Desafios para reduzir os casos de assédio sexual

Enviada em 02/07/2018

Mulheres são tocadas sem autorização em transportes e locais públicos. Ofertas de promoção de emprego são negociadas em troca de uma noite com o chefe. Torna-se praticamente proibido uma mulher sair na rua com roupas curtas pois se o fizer vai estar “pedindo para ser estuprada”. Essas e outras situações encontram-se presentes todos os dias nas vidas das brasileiras que encaram uma sociedade machista e de pensamento retrógrado. Dessa forma, as mulheres vão, aos poucos, perdendo sua identidade e o meio sócio-cultural, por sua vez, agrava esse cenário.

É de conhecimento geral que cantadas cheias de conotação sexual e “toques” indevidos aterrorizam todas as mulheres nos dias atuais, modificando até mesmo o modo delas se vestirem e se comportarem. O que alguns não sabem, é que todo esse assédio pode-se fazer presente também no âmbito profissional onde, por vezes, chefes com abuso de autoridade utilizam-se de suas funcionárias para satisfazer seus prazeres. Tal situação pode ser vista no filme “A garota do livro”, onde a personagem cresce com traumas e certos distúrbios psicológicos por ter sido abusada de um colega de trabalho de seu pai e após adulta é obrigada a trabalhar com este mesmo homem e sofrer com o assédio, o que faz seus problemas se agravarem.

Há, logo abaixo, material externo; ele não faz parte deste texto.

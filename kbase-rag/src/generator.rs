//! Grounded answer generation.

use std::sync::Arc;

use tracing::debug;

use crate::document::Chunk;
use crate::error::Result;
use crate::llm::LanguageModel;

/// Instruction placed ahead of the retrieved context.
pub const PROMPT_PREAMBLE: &str = "Answer the question based only on the following context:";

/// Render the prompt sent to the model.
///
/// Chunk contents are joined with a blank line, in retrieval order.
pub fn build_prompt(question: &str, context: &[Chunk]) -> String {
    let context = context.iter().map(|c| c.content.as_str()).collect::<Vec<_>>().join("\n\n");
    format!("{PROMPT_PREAMBLE}\n{context}\n\nQuestion: {question}")
}

/// Produces answers constrained to retrieved context.
#[derive(Clone)]
pub struct AnswerGenerator {
    model: Arc<dyn LanguageModel>,
}

impl AnswerGenerator {
    /// Create a generator around a language model.
    pub fn new(model: Arc<dyn LanguageModel>) -> Self {
        Self { model }
    }

    /// The underlying model.
    pub fn model(&self) -> &Arc<dyn LanguageModel> {
        &self.model
    }

    /// Ask the model `question` against `context`.
    ///
    /// An empty context is still sent; the model decides how to respond.
    pub async fn answer(&self, question: &str, context: &[Chunk]) -> Result<String> {
        let prompt = build_prompt(question, context);
        debug!(model = self.model.name(), context_chunks = context.len(), "generating answer");
        self.model.complete(&prompt).await
    }
}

Pode-se observar também que, quando trata-se do meio sócio-cultural, a imagem da mulher nem sempre é bem representada. Isso pois no meio musical o desrespeito ao público feminino faz-se, por vezes, presente. A música “surubinha de leve” do MC Diguinho, por exemplo, mesmo com sua letra agravante ficou entre as mais ouvidas do aplicativo Spotify. Assim, crianças e jovens que crescem ouvindo determinado estilo de música, criam o pensamento de que a desmoralização à imagem da mulher é algo normal.

Portanto, fica evidente que acabar com o assédio na sociedade brasileira é uma luta urgente. Para isso, o Governo Federal em parceria com o Ministério do Trabalho devem promover fiscalizações mensais nas empresas, visando o bem estar dos trabalhadores ali presentes, além de aumentar o número de seguranças e policiais nas ruas e transportes. Ademais, cabe ao Ministério da Educação transmitir através das instituições educacionais, valores éticos e morais, que valorizem a igualdade de gênero, para que assim possa ser erradicado a criação de músicas ofensivas ao público feminino.